What’s Next for IT After the Pandemic?

What’s Next for IT After the Pandemic?

This COVID-19 pandemic: it’s been a crazy couple of months for everyone, around the world, in every industry, in every organization.

We’ve scrambled and managed. We’ve made tough decisions. We’ve kept things going as best we could.

And maybe, just maybe, it’s time to start exploring what IT in your organization will look like in a post-pandemic world.

Nobody knows what’s going to happen. But it doesn’t hurt to start making some tentative plans, if your organization hasn’t already started down this path. Even if your company has begun making post-pandemic plans at a high level, it’s critical to identify the role the IT team will play in the execution of those plans.

How to approach post-pandemic IT planning

One classic approach might be hypothetical scenarios. Work with your team to brainstorm possible outcomes – best possible case, worst possible case, and options in between. The scenarios don’t have to be detailed. Your goal is gathering ideas about what your organization needs to do.
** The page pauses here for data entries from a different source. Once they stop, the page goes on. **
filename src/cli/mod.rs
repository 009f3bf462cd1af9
//! Command-line interface.
//!
//! # Commands
//!
//! | Command | Description |
//! |---------|-------------|
//! | `init` | Create the schema and seed pet types |
//! | `types` | List pet types |
//! | `postings list\|get\|add\|matches` | Lost pets |
//! | `sightings list\|get\|add\|matches` | Found pets |
//! | `match contact\|remove` | Match bookkeeping |
//! | `query` | Show the SQL for filter groups |
//!
//! # Example Usage
//!
//! ```bash
//! lostpets postings add --date 2019-03-02 --email owner@example.com \
//!     --type Dog --pet-name Rex --color Brown --location Riverside
//! lostpets sightings list -g "petcolor=brown;date>=2019-03-01" -g "location=riverside"
//! lostpets query --kind postings -g "id in 1,2,3"
//! ```

mod args;
mod commands;
mod output;

pub use args::{Cli, Commands, KindArg, MatchAction, RecordAction, RecordArgs, parse_groups};
pub use commands::execute;
pub use output::write_json;
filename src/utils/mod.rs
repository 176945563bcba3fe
pub mod prompt;
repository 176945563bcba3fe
//! Trips, itineraries and idea buckets, persisted after every change.

use chrono::NaiveDate;

use crate::error::{WayfareError, WayfareResult};
use crate::idea::{Idea, IdeaBucket, Ideas, NewIdea, default_ideas};
use crate::ids::IdGenerator;
use crate::migrate::{migrate_ideas, migrate_trips};
use crate::storage::{IDEAS_KEY, KeyValueStore, TRIPS_KEY, decode_value, load_value, save_json};
use crate::trip::{Cost, ItineraryItem, NewItineraryItem, NewTrip, Trip};

pub struct TripStore<S: KeyValueStore> {
    storage: S,
    trips: Vec<Trip>,
    ideas: Ideas,
    ids: IdGenerator,
    persist_warning: Option<WayfareError>,
}

impl<S: KeyValueStore> TripStore<S> {
    /// Load trips and ideas from `storage`.
    ///
    /// Missing or malformed data starts out empty. Older saves are
    /// migrated and, if anything changed, written back once. A key that
    /// could not be decoded is left untouched in storage.
    pub fn load(storage: S) -> Self {
        let mut trips_value = load_value(&storage, TRIPS_KEY);
        let mut ideas_value = load_value(&storage, IDEAS_KEY);

        let trips_migrated = trips_value.as_mut().is_some_and(migrate_trips);
        let ideas_migrated = ideas_value.as_mut().is_some_and(migrate_ideas);

        let trips: Option<Vec<Trip>> = decode_value(TRIPS_KEY, trips_value);
        let ideas: Option<Ideas> = decode_value(IDEAS_KEY, ideas_value);
        let save_trips = trips_migrated && trips.is_some();
        let save_ideas = ideas_migrated && ideas.is_some();
        let trips = trips.unwrap_or_default();
        let ideas = ideas.unwrap_or_default();

        let existing_ids: Vec<i64> = trips
            .iter()
            .flat_map(|t| {
                std::iter::once(t.id)
                    .chain(t.costs.iter().map(|c| c.id))
                    .chain(t.itinerary.iter().map(|i| i.id))
            })
            .chain(ideas.ids())
            .collect();

        tracing::debug!("Loaded {} trips", trips.len());

        let mut store = TripStore {
            storage,
            trips,
            ideas,
            ids: IdGenerator::above(existing_ids),
            persist_warning: None,
        };

        if save_trips {
            store.save_trips();
        }
        if save_ideas {
            store.save_ideas();
        }

        store
    }

    pub fn trips(&self) -> &[Trip] {
        &self.trips
    }

    pub fn trip(&self, id: i64) -> Option<&Trip> {
        self.trips.iter().find(|t| t.id == id)
    }

    pub fn ideas(&self) -> &Ideas {
        &self.ideas
    }

    pub fn storage(&self) -> &S {
        &self.storage
    }

    /// The last persistence failure, if any. In-memory state stays
    /// authoritative for the session regardless.
    pub fn take_persist_warning(&mut self) -> Option<WayfareError> {
        self.persist_warning.take()
    }

    // TRIPS:

    pub fn add_trip(&mut self, new: NewTrip) -> WayfareResult<Trip> {
        let range = new.validate()?;

        let costs = new
            .costs
            .into_iter()
            .map(|c| Cost {
                id: self.ids.next_id(),
                description: c.description.trim().to_string(),
                amount: c.amount,
            })
            .collect();

        let trip = Trip {
            id: self.ids.next_id(),
            destination: new.destination.trim().to_string(),
            start_date: range.start(),
            end_date: range.end(),
            notes: new.notes.trim().to_string(),
            costs,
            is_weekend_trip: new.is_weekend_trip,
            itinerary: Vec::new(),
        };

        tracing::debug!("Adding trip {} to {}", trip.id, trip.destination);
        self.trips.push(trip.clone());
        self.persist();
        Ok(trip)
    }

    /// Removes the trip and its itinerary. Unknown ids are ignored.
    pub fn delete_trip(&mut self, id: i64) {
        let before = self.trips.len();
        self.trips.retain(|t| t.id != id);
        if self.trips.len() != before {
            tracing::debug!("Deleted trip {id}");
        }
        self.persist();
    }

    /// Trips covering `date`, in store order.
    pub fn events_on(&self, date: NaiveDate) -> Vec<&Trip> {
        self.trips.iter().filter(|t| t.covers(date)).collect()
    }

    /// Weekend trips by start date. Trips starting the same day keep their
    /// store order.
    pub fn weekend_trips(&self) -> Vec<&Trip> {
        let mut trips: Vec<&Trip> = self.trips.iter().filter(|t| t.is_weekend_trip).collect();
        trips.sort_by_key(|t| t.start_date);
        trips
    }

    // ITINERARY:

    pub fn add_itinerary_item(
        &mut self,
        trip_id: i64,
        new: NewItineraryItem,
    ) -> WayfareResult<ItineraryItem> {
        let index = self
            .trips
            .iter()
            .position(|t| t.id == trip_id)
            .ok_or_else(|| WayfareError::NotFound(format!("Trip {}", trip_id)))?;

        let item = new.into_item(self.ids.next_id())?;

        tracing::debug!("Adding itinerary item {} to trip {trip_id}", item.id);
        self.trips[index].itinerary.push(item.clone());
        self.persist();
        Ok(item)
    }

    /// Unknown trip or item ids are ignored.
    pub fn delete_itinerary_item(&mut self, trip_id: i64, item_id: i64) {
        if let Some(trip) = self.trips.iter_mut().find(|t| t.id == trip_id) {
            trip.itinerary.retain(|i| i.id != item_id);
        }
        self.persist();
    }

    // IDEAS:

    pub fn add_idea(&mut self, bucket: IdeaBucket, new: NewIdea) -> WayfareResult<Idea> {
        let idea = new.into_idea(self.ids.next_id())?;
        tracing::debug!("Adding idea {} to {bucket}", idea.id);
        self.ideas.bucket_mut(bucket).push(idea.clone());
        self.persist();
        Ok(idea)
    }

    /// Unknown ids are ignored.
    pub fn delete_idea(&mut self, bucket: IdeaBucket, id: i64) {
        self.ideas.bucket_mut(bucket).retain(|i| i.id != id);
        self.persist();
    }

    /// First-run step: fill the buckets with sample ideas when the
    /// must-see bucket is empty. Returns true if anything was added.
    pub fn seed_default_ideas_if_empty(&mut self) -> bool {
        if !self.ideas.must_see.is_empty() {
            return false;
        }

        for (bucket, new) in default_ideas() {
            // Sample titles are never blank
            if let Ok(idea) = new.into_idea(self.ids.next_id()) {
                self.ideas.bucket_mut(bucket).push(idea);
            }
        }

        tracing::info!("Seeded default ideas");
        self.persist();
        true
    }

    fn persist(&mut self) {
        self.save_trips();
        self.save_ideas();
    }

    fn save_trips(&mut self) {
        if let Err(e) = save_json(&mut self.storage, TRIPS_KEY, &self.trips) {
            tracing::warn!("Error saving trips: {e}");
            self.persist_warning = Some(e);
        }
    }

    fn save_ideas(&mut self) {
        if let Err(e) = save_json(&mut self.storage, IDEAS_KEY, &self.ideas) {
            tracing::warn!("Error saving ideas: {e}");
            self.persist_warning = Some(e);
        }
    }
}
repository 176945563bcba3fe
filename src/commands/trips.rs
use anyhow::{Context, Result};
use chrono::NaiveDate;
use owo_colors::OwoColorize;
use wayfare_core::display::format_display_date;
use wayfare_core::storage::KeyValueStore;
use wayfare_core::trip::{NewCost, NewTrip};
use wayfare_core::trip_store::TripStore;

use crate::commands::report_persist_warning;
use crate::render::{Render, pluralize};
use crate::utils::prompt::confirm;

pub fn add<S: KeyValueStore>(
    store: &mut TripStore<S>,
    destination: String,
    start: NaiveDate,
    end: NaiveDate,
    notes: String,
    costs: Vec<NewCost>,
    weekend: bool,
) -> Result<()> {
    let new = NewTrip {
        destination,
        start_date: Some(start),
        end_date: Some(end),
        notes,
        costs,
        is_weekend_trip: weekend,
    };

    let trip = store.add_trip(new)?;
    report_persist_warning(store.take_persist_warning());

    println!(
        "{}",
        format!("  Added {}: {} ({})", trip.kind_label().to_lowercase(), trip.destination, trip.id)
            .green()
    );
    Ok(())
}

pub fn delete<S: KeyValueStore>(store: &mut TripStore<S>, id: i64, yes: bool) -> Result<()> {
    let Some(trip) = store.trip(id) else {
        println!("{}", format!("No trip with id {}", id).dimmed());
        return Ok(());
    };

    let prompt = format!("Delete {} ({})?", trip.destination, trip.kind_label().to_lowercase());
    if !confirm(&prompt, yes)? {
        return Ok(());
    }

    store.delete_trip(id);
    report_persist_warning(store.take_persist_warning());
    println!("{}", "  Deleted".red());
    Ok(())
}

pub fn list<S: KeyValueStore>(store: &TripStore<S>) -> Result<()> {
    let trips = store.weekend_trips();

    if trips.is_empty() {
        println!("{}", "No weekend trips planned yet".dimmed());
        return Ok(());
    }

    for (i, trip) in trips.iter().enumerate() {
        if i > 0 {
            println!();
        }
        println!("{}", trip.render());
    }

    Ok(())
}

pub fn on<S: KeyValueStore>(store: &TripStore<S>, date: NaiveDate) -> Result<()> {
    let events = store.events_on(date);
    let heading = format!(
        "{} on {}",
        pluralize("Event", events.len()),
        format_display_date(date)
    );
    println!("{}", heading.bold());

    if events.is_empty() {
        println!("{}", "  Nothing planned".dimmed());
        return Ok(());
    }

    for trip in events {
        println!();
        println!("{}", trip.render());
    }

    Ok(())
}

/// Parse DESCRIPTION=AMOUNT. The last `=` splits, so descriptions may contain one.
pub fn parse_cost(s: &str) -> Result<NewCost> {
    let (description, amount) = s
        .rsplit_once('=')
        .with_context(|| format!("Invalid cost '{}'. Expected DESCRIPTION=AMOUNT", s))?;

    let amount: f64 = amount
        .trim()
        .trim_start_matches('€')
        .parse()
        .with_context(|| format!("Invalid amount '{}'", amount.trim()))?;

    let description = description.trim();
    if description.is_empty() || !amount.is_finite() || amount <= 0.0 {
        anyhow::bail!("Please enter both a description and a valid amount");
    }

    Ok(NewCost {
        description: description.to_string(),
        amount,
    })
}

#[cfg(test)]
mod tests {
    use super::*;

    #[test]
    fn test_parse_cost() {
        let cost = parse_cost("Train=89.50").unwrap();
        assert_eq!(cost.description, "Train");
        assert_eq!(cost.amount, 89.5);

        let cost = parse_cost("Museum a=b = €12").unwrap();
        assert_eq!(cost.description, "Museum a=b");
        assert_eq!(cost.amount, 12.0);
    }

    #[test]
    fn test_parse_cost_rejects_bad_input() {
        assert!(parse_cost("Train").is_err());
        assert!(parse_cost("Train=abc").is_err());
        assert!(parse_cost("=12").is_err());
        assert!(parse_cost("Train=0").is_err());
        assert!(parse_cost("Train=-3").is_err());
    }
}
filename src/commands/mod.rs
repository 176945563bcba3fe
pub mod calendar;
pub mod favorites;
pub mod ideas;
pub mod itinerary;
pub mod trips;

use owo_colors::OwoColorize;
use wayfare_core::WayfareError;

/// Saving failed but the change still applies to this session.
pub fn report_persist_warning(warning: Option<WayfareError>) {
    if let Some(e) = warning {
        eprintln!("{}", format!("Warning: changes could not be saved ({e})").yellow());
    }
}
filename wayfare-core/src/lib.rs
//! Core types for wayfare.
//!
//! Two independent list managers live here, both backed by a string-keyed
//! [`storage::KeyValueStore`]:
//! - the trip planner: [`calendar_grid::CalendarGrid`] and [`trip_store::TripStore`]
//! - the favorites tracker: [`favorites_store::FavoritesStore`]

pub mod calendar_grid;
pub mod config;
pub mod date_range;
pub mod display;
pub mod error;
pub mod favorite;
pub mod favorites_store;
pub mod idea;
pub mod ids;
pub mod migrate;
pub mod month;
pub mod storage;
pub mod trip;
pub mod trip_store;

pub use error::{WayfareError, WayfareResult};
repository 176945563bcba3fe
//! Error types for wayfare.

use thiserror::Error;

/// Errors that can occur in wayfare operations.
#[derive(Error, Debug)]
pub enum WayfareError {
    #[error("Validation error: {0}")]
    Validation(String),

    #[error("Not found: {0}")]
    NotFound(String),

    #[error("Storage error: {0}")]
    Storage(String),

    #[error("Configuration error: {0}")]
    Config(String),

    #[error("IO error: {0}")]
    Io(#[from] std::io::Error),

    #[error("Serialization error: {0}")]
    Serialization(#[from] serde_json::Error),
}

/// Result type alias for wayfare operations.
pub type WayfareResult<T> = Result<T, WayfareError>;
For instance, take one critical variable: work from home. There’s a range of possibilities: nobody works from home, people that already worked from home continue to do so, some percentage works from home, and everybody works from home. What’s most likely for your organization? What would each scenario require from IT?

Another way to approach the planning is to evaluate what happened before COVID-19, how the organization has managed IT during COVID-19, and then think about after.  If you think the organization will try to go back to pre-COVID-19, what process or changes might the organization choose to keep from COVID-19, and what’s missing for a viable go-forward post-COVID-19 plan?

What factors to consider

Once you’ve identified possible end states, it’s time to plan the logistics of operations. Key elements for most organizations to consider are infrastructure, personnel, end-user processes, vendors and providers. For end-user processes, consider what employees need to do, like connect to VPN, access SaaS and on-premises software applications, call customers, answer inbound calls, send files, etc. From each scenario, the IT team can explore what’s required from IT, what’s available, and what’s missing.

A final part of the analysis can be budget, but it’s important not to be constrained by finances when considering alternative scenarios. Talking about money early in the process can shut down new ideas and discourage suggestions for changes and the generation of alternative solutions. Budget estimates are part of the process, but it’s best to start off thinking ‘what can we do,’ not ‘what will our budget permit.’

There are lots of other factors to consider. We don’t know what the next few months will bring, and executives and business units will undoubtedly be making many difficult decisions. But it can’t hurt to start thinking ahead. Planning for best and worst possible cases could bring us some peace of mind, along with the hope that we can take control to devise ways to continue to do the best for our organizations.